Extracorporeal shock waves effectively suppress colorectal cancer proliferation and growth

Shock waves are widely used to treat various diseases and have numerous medical applications. In particular, extracorporeal shock waves (ESV) can substantially inhibit tumour growth. However, the therapeutic efficacy of ESV in colorectal cancer and its underlying mechanisms are not well understood. To address this gap in our knowledge, colorectal cancer cell lines HT29 and SW620 were used to generate xenograft mouse models and examined the therapeutic effects of a stepwise increase in ESV energy on tumour growth. In vivo, 60 mJ ESV significantly delayed xenograft growth compared with 120 and 240 mJ ESV, with no impact on body weight or hepatic and renal function. Transcriptome analysis revealed that 60 mJ ESV suppressed colorectal cancer cell proliferation and induced apoptosis and ferroptosis; these findings were further confirmed by immunohistochemical staining and western blotting. The in vitro study showed that ESV mechanistically suppressed cell proliferation and induced apoptosis and ferroptosis by activating the p53 signaling pathway. In conclusion, 60 mJ ESV substantially inhibited colorectal cancer growth by activating p53 pathway-related proliferation inhibition and cell death. These findings indicate that ESV therapy is a promising therapeutic strategy for colorectal cancer. RNA-Seq profiling of colorectal cancer cell line HT-29-derived xenografts from the control and 60 mJ extracorporeal shock waves (ESV) groups at day15 of 60 mJ ESV therapy.
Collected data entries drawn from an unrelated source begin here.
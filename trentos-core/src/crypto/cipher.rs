//! Cipher state machines: block-mode ciphers (ECB/CBC) and
//! AEAD (GCM) have distinct state machines because AEAD's `finalize` is
//! asymmetric between encrypt (produces a tag) and decrypt (consumes and
//! verifies one) while the block modes' `finalize` only flushes buffered
//! input.
//!
//! Key and IV are bound once, at construction, for every algorithm. Block
//! ciphers are ready to `process` immediately afterward and never need a
//! separate `start`/`finalize` step; calling either on one is rejected with
//! `Aborted` rather than treated as a no-op, since silently accepting it
//! would mask a caller that thinks it is dealing with an AEAD cipher. GCM
//! still gates `process` behind an explicit `start` (so additional
//! authenticated data can be supplied first) and behind `finalize` (which
//! produces or verifies the authentication tag).

use super::key::Key;
use crate::error::{CoreError, ErrorCode, Result};
use aes::cipher::{BlockDecryptMut, BlockEncryptMut, KeyInit, KeyIvInit};
use aes_gcm::{aead::Aead, Aes128Gcm, KeyInit as GcmKeyInit, Nonce};
use generic_array::GenericArray;

type Aes128EcbEnc = ecb::Encryptor<aes::Aes128>;
type Aes128EcbDec = ecb::Decryptor<aes::Aes128>;
type Aes128CbcEnc = cbc::Encryptor<aes::Aes128>;
type Aes128CbcDec = cbc::Decryptor<aes::Aes128>;

const BLOCK_LEN: usize = 16;
/// The tag length emitted/verified for GCM. The wire contract allows a
/// caller-shortened tag down to 4 B; this implementation always produces
/// and requires the full 16 B tag (see DESIGN.md's Open Question entry for
/// why truncation was not implemented).
const GCM_TAG_LEN: usize = 16;
const GCM_NONCE_LEN: usize = 12;

#[derive(Clone, Copy, Debug, PartialEq, Eq)]
pub enum CipherAlgorithm {
    AesEcb,
    AesCbc,
    AesGcm,
}

impl CipherAlgorithm {
    fn is_block_mode(self) -> bool {
        matches!(self, CipherAlgorithm::AesEcb | CipherAlgorithm::AesCbc)
    }
}

#[derive(Clone, Copy, Debug, PartialEq, Eq)]
pub enum Direction {
    Encrypt,
    Decrypt,
}

#[derive(Clone, Copy, Debug, PartialEq, Eq)]
enum State {
    New,
    Started,
    Processed,
    Done,
}

fn key_bytes(key: &Key) -> Result<&[u8]> {
    match key {
        Key::Aes(b) => Ok(b.as_slice()),
        _ => Err(CoreError::invalid_parameter("cipher operations require an Aes key")),
    }
}

/// A cipher operation in progress, bound to one [`Direction`] for its
/// lifetime.
pub struct Cipher {
    algorithm: CipherAlgorithm,
    direction: Direction,
    state: State,
    iv: [u8; GCM_NONCE_LEN.max(BLOCK_LEN)],
    key: Vec<u8>,
    buffer: Vec<u8>,
    aad: Vec<u8>,
}

impl Cipher {
    /// Bind `key`/`iv` at construction, mirroring a cipher object that
    /// takes its key material as part of initialization rather than at a
    /// later `start` call. Block ciphers come out ready to `process`;
    /// GCM comes out requiring `start` first.
    pub fn new(algorithm: CipherAlgorithm, direction: Direction, key: &Key, iv: &[u8]) -> Result<Self> {
        let key_material = key_bytes(key)?;
        if key_material.len() != 16 {
            return Err(CoreError::invalid_parameter("only AES-128 keys are supported"));
        }
        match algorithm {
            CipherAlgorithm::AesEcb => {
                if !iv.is_empty() {
                    return Err(CoreError::invalid_parameter("ECB mode takes no IV"));
                }
            }
            CipherAlgorithm::AesCbc => {
                if iv.len() != BLOCK_LEN {
                    return Err(CoreError::invalid_parameter("CBC mode requires a 16 byte IV"));
                }
            }
            CipherAlgorithm::AesGcm => {
                if iv.len() != GCM_NONCE_LEN {
                    return Err(CoreError::invalid_parameter("GCM mode requires a 12 byte nonce"));
                }
            }
        }
        let mut iv_buf = [0u8; GCM_NONCE_LEN.max(BLOCK_LEN)];
        iv_buf[..iv.len()].copy_from_slice(iv);
        Ok(Self {
            algorithm,
            direction,
            state: if algorithm.is_block_mode() { State::Started } else { State::New },
            iv: iv_buf,
            key: key_material.to_vec(),
            buffer: Vec::new(),
            aad: Vec::new(),
        })
    }

    /// Move a GCM cipher into its processing state so additional
    /// authenticated data can be fed ahead of `process`. `Aborted` for
    /// ECB/CBC, which never require (or accept) a separate start step.
    pub fn start(&mut self) -> Result<()> {
        if self.algorithm.is_block_mode() {
            return Err(CoreError::aborted("this cipher does not require start"));
        }
        if self.state != State::New {
            return Err(CoreError::aborted("cipher already started"));
        }
        self.state = State::Started;
        Ok(())
    }

    /// Feed additional authenticated data. Only meaningful for
    /// [`CipherAlgorithm::AesGcm`]; `NotSupported` otherwise.
    pub fn process_aad(&mut self, aad: &[u8]) -> Result<()> {
        if self.algorithm != CipherAlgorithm::AesGcm {
            return Err(CoreError::not_supported("only AEAD ciphers accept additional authenticated data"));
        }
        if self.state != State::Started {
            return Err(CoreError::invalid_state("AAD must be supplied before any ciphertext/plaintext"));
        }
        self.aad.extend_from_slice(aad);
        Ok(())
    }

    /// Feed input data, returning output produced so far for streaming
    /// block modes. GCM buffers everything until `finalize` since the tag
    /// depends on the whole message.
    pub fn process(&mut self, data: &[u8]) -> Result<Vec<u8>> {
        if !matches!(self.state, State::Started | State::Processed) {
            return Err(CoreError::aborted("process called without a preceding start"));
        }
        self.state = State::Processed;
        match self.algorithm {
            CipherAlgorithm::AesGcm => {
                self.buffer.extend_from_slice(data);
                Ok(Vec::new())
            }
            CipherAlgorithm::AesEcb | CipherAlgorithm::AesCbc => {
                if data.len() % BLOCK_LEN != 0 {
                    return Err(CoreError::invalid_parameter(
                        "block cipher input length must be a multiple of 16 bytes",
                    ));
                }
                self.run_block_mode(data)
            }
        }
    }

    fn run_block_mode(&mut self, data: &[u8]) -> Result<Vec<u8>> {
        let key = GenericArray::from_slice(&self.key);
        let mut out = data.to_vec();
        match (self.algorithm, self.direction) {
            (CipherAlgorithm::AesEcb, Direction::Encrypt) => {
                let mut enc = Aes128EcbEnc::new(key);
                for block in out.chunks_mut(BLOCK_LEN) {
                    enc.encrypt_block_mut(GenericArray::from_mut_slice(block));
                }
            }
            (CipherAlgorithm::AesEcb, Direction::Decrypt) => {
                let mut dec = Aes128EcbDec::new(key);
                for block in out.chunks_mut(BLOCK_LEN) {
                    dec.decrypt_block_mut(GenericArray::from_mut_slice(block));
                }
            }
            (CipherAlgorithm::AesCbc, Direction::Encrypt) => {
                let iv = GenericArray::from_slice(&self.iv[..BLOCK_LEN]);
                let mut enc = Aes128CbcEnc::new(key, iv);
                for block in out.chunks_mut(BLOCK_LEN) {
                    enc.encrypt_block_mut(GenericArray::from_mut_slice(block));
                }
            }
            (CipherAlgorithm::AesCbc, Direction::Decrypt) => {
                let iv = GenericArray::from_slice(&self.iv[..BLOCK_LEN]);
                let mut dec = Aes128CbcDec::new(key, iv);
                for block in out.chunks_mut(BLOCK_LEN) {
                    dec.decrypt_block_mut(GenericArray::from_mut_slice(block));
                }
            }
            (CipherAlgorithm::AesGcm, _) => unreachable!("GCM is handled in finalize, not run_block_mode"),
        }
        Ok(out)
    }

    /// Finalize an encryption. For GCM, returns ciphertext followed by the
    /// 16 byte tag appended at the end. `Aborted` for ECB/CBC, which never
    /// require (or accept) a separate finalize step — `process` already
    /// produced the full output.
    pub fn finalize_encrypt(&mut self) -> Result<Vec<u8>> {
        if self.direction != Direction::Encrypt {
            return Err(CoreError::invalid_parameter("finalize_encrypt called on a decrypt cipher"));
        }
        self.finalize_common(None)
    }

    /// Finalize a decryption, verifying the AEAD tag for GCM. `Aborted`
    /// (the crypto-abort kind) on tag mismatch — decryption output
    /// must never be released on a failed verification. Also `Aborted`
    /// for ECB/CBC, which never require a separate finalize step.
    pub fn finalize_decrypt(&mut self, tag: Option<&[u8]>) -> Result<Vec<u8>> {
        if self.direction != Direction::Decrypt {
            return Err(CoreError::invalid_parameter("finalize_decrypt called on an encrypt cipher"));
        }
        self.finalize_common(tag)
    }

    fn finalize_common(&mut self, tag: Option<&[u8]>) -> Result<Vec<u8>> {
        if self.algorithm.is_block_mode() {
            return Err(CoreError::aborted("this cipher does not require finalize"));
        }
        if self.state != State::Processed {
            return Err(CoreError::aborted("finalize called without a preceding process"));
        }
        let result = self.finalize_gcm(tag);
        self.state = State::Done;
        result
    }

    fn finalize_gcm(&mut self, tag: Option<&[u8]>) -> Result<Vec<u8>> {
        let key = GenericArray::from_slice(&self.key);
        let cipher = Aes128Gcm::new(key);
        let nonce = Nonce::from_slice(&self.iv[..GCM_NONCE_LEN]);
        match self.direction {
            Direction::Encrypt => {
                let payload = aes_gcm::aead::Payload {
                    msg: &self.buffer,
                    aad: &self.aad,
                };
                let mut out = cipher
                    .encrypt(nonce, payload)
                    .map_err(|_| CoreError::aborted("GCM encryption failed"))?;
                Ok(std::mem::take(&mut out))
            }
            Direction::Decrypt => {
                let tag = tag.ok_or_else(|| CoreError::invalid_parameter("GCM decryption requires a tag"))?;
                if tag.len() != GCM_TAG_LEN {
                    return Err(CoreError::invalid_parameter("GCM tag must be 16 bytes"));
                }
                let mut combined = self.buffer.clone();
                combined.extend_from_slice(tag);
                let payload = aes_gcm::aead::Payload {
                    msg: &combined,
                    aad: &self.aad,
                };
                cipher
                    .decrypt(nonce, payload)
                    .map_err(|_| CoreError::aborted("GCM authentication tag mismatch"))
            }
        }
    }
}

#[cfg(test)]
mod tests {
    use super::*;
    use crate::crypto::key::KeyBytes;

    fn aes_key() -> Key {
        Key::Aes(KeyBytes::from_slice(&[0u8; 16]).unwrap())
    }

    #[test]
    fn ecb_round_trip() {
        let mut enc = Cipher::new(CipherAlgorithm::AesEcb, Direction::Encrypt, &aes_key(), &[]).unwrap();
        let plaintext = [0x42u8; 32];
        let ciphertext = enc.process(&plaintext).unwrap();

        let mut dec = Cipher::new(CipherAlgorithm::AesEcb, Direction::Decrypt, &aes_key(), &[]).unwrap();
        let recovered = dec.process(&ciphertext).unwrap();
        assert_eq!(&recovered[..], &plaintext[..]);
    }

    #[test]
    fn ecb_start_and_finalize_are_aborted() {
        let mut cipher = Cipher::new(CipherAlgorithm::AesEcb, Direction::Encrypt, &aes_key(), &[]).unwrap();
        assert_eq!(cipher.start().unwrap_err().code(), ErrorCode::Aborted);
        cipher.process(&[0x11u8; 16]).unwrap();
        assert_eq!(cipher.finalize_encrypt().unwrap_err().code(), ErrorCode::Aborted);
    }

    #[test]
    fn cbc_requires_key_and_iv_at_construction() {
        let err = Cipher::new(CipherAlgorithm::AesCbc, Direction::Encrypt, &aes_key(), &[0u8; 8]).unwrap_err();
        assert_eq!(err.code(), ErrorCode::InvalidParameter);
        let iv = [0x22u8; BLOCK_LEN];
        let mut cipher = Cipher::new(CipherAlgorithm::AesCbc, Direction::Encrypt, &aes_key(), &iv).unwrap();
        assert_eq!(cipher.start().unwrap_err().code(), ErrorCode::Aborted);
        cipher.process(&[0x33u8; 16]).unwrap();
        assert_eq!(cipher.finalize_decrypt(None).unwrap_err().code(), ErrorCode::InvalidParameter);
    }

    #[test]
    fn non_block_multiple_length_is_rejected() {
        let mut enc = Cipher::new(CipherAlgorithm::AesEcb, Direction::Encrypt, &aes_key(), &[]).unwrap();
        let err = enc.process(&[0u8; 17]).unwrap_err();
        assert_eq!(err.code(), ErrorCode::InvalidParameter);
    }

    #[test]
    fn gcm_process_before_start_is_aborted() {
        let nonce = [7u8; GCM_NONCE_LEN];
        let mut cipher = Cipher::new(CipherAlgorithm::AesGcm, Direction::Encrypt, &aes_key(), &nonce).unwrap();
        let err = cipher.process(b"too soon").unwrap_err();
        assert_eq!(err.code(), ErrorCode::Aborted);
    }

    #[test]
    fn gcm_tag_mismatch_is_aborted() {
        let nonce = [7u8; GCM_NONCE_LEN];
        let mut enc = Cipher::new(CipherAlgorithm::AesGcm, Direction::Encrypt, &aes_key(), &nonce).unwrap();
        enc.start().unwrap();
        enc.process(b"secret message").unwrap();
        let mut ciphertext = enc.finalize_encrypt().unwrap();
        let tag_start = ciphertext.len() - GCM_TAG_LEN;
        let tag: Vec<u8> = ciphertext.split_off(tag_start);

        let mut dec = Cipher::new(CipherAlgorithm::AesGcm, Direction::Decrypt, &aes_key(), &nonce).unwrap();
        dec.start().unwrap();
        dec.process(&ciphertext).unwrap();
        let mut bad_tag = tag.clone();
        bad_tag[0] ^= 0xFF;
        let err = dec.finalize_decrypt(Some(&bad_tag)).unwrap_err();
        assert_eq!(err.code(), ErrorCode::Aborted);

        let mut dec_ok = Cipher::new(CipherAlgorithm::AesGcm, Direction::Decrypt, &aes_key(), &nonce).unwrap();
        dec_ok.start().unwrap();
        dec_ok.process(&ciphertext).unwrap();
        let plaintext = dec_ok.finalize_decrypt(Some(&tag)).unwrap();
        assert_eq!(plaintext, b"secret message");
    }
}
冲击波广泛应用于多种疾病的治疗，具备诸多医学应用价值。其中，体外冲击波（extracorporeal shock waves, ESV）可显著抑制肿瘤生长。然而，体外冲击波在结直肠癌中的治疗效果及其潜在作用机制仍未被充分阐释。为填补这一研究空白，本研究采用结直肠癌细胞系HT29与SW620构建异种移植小鼠模型，探究逐步提升ESV能量对肿瘤生长的治疗效应。体内实验结果表明，与120 mJ、240 mJ ESV处理组相比，60 mJ ESV可显著延缓异种移植瘤的生长，且对小鼠体重、肝肾功能均无显著影响。转录组分析显示，60 mJ ESV可抑制结直肠癌细胞增殖，并诱导细胞凋亡与铁死亡（ferroptosis）；上述结论通过免疫组织化学染色与蛋白质印迹实验得到了进一步验证。体外实验进一步揭示，ESV可通过激活p53信号通路，从机制层面抑制细胞增殖并诱导细胞凋亡与铁死亡。综上，60 mJ ESV可通过激活p53通路相关的增殖抑制与细胞死亡程序，显著抑制结直肠癌的生长。本研究结果提示，ESV疗法有望成为结直肠癌极具潜力的治疗策略。本数据集包含结直肠癌细胞系HT-29来源的异种移植瘤在60 mJ ESV治疗第15天时，对照组与60 mJ ESV处理组的RNA测序（RNA-Seq）转录组谱数据。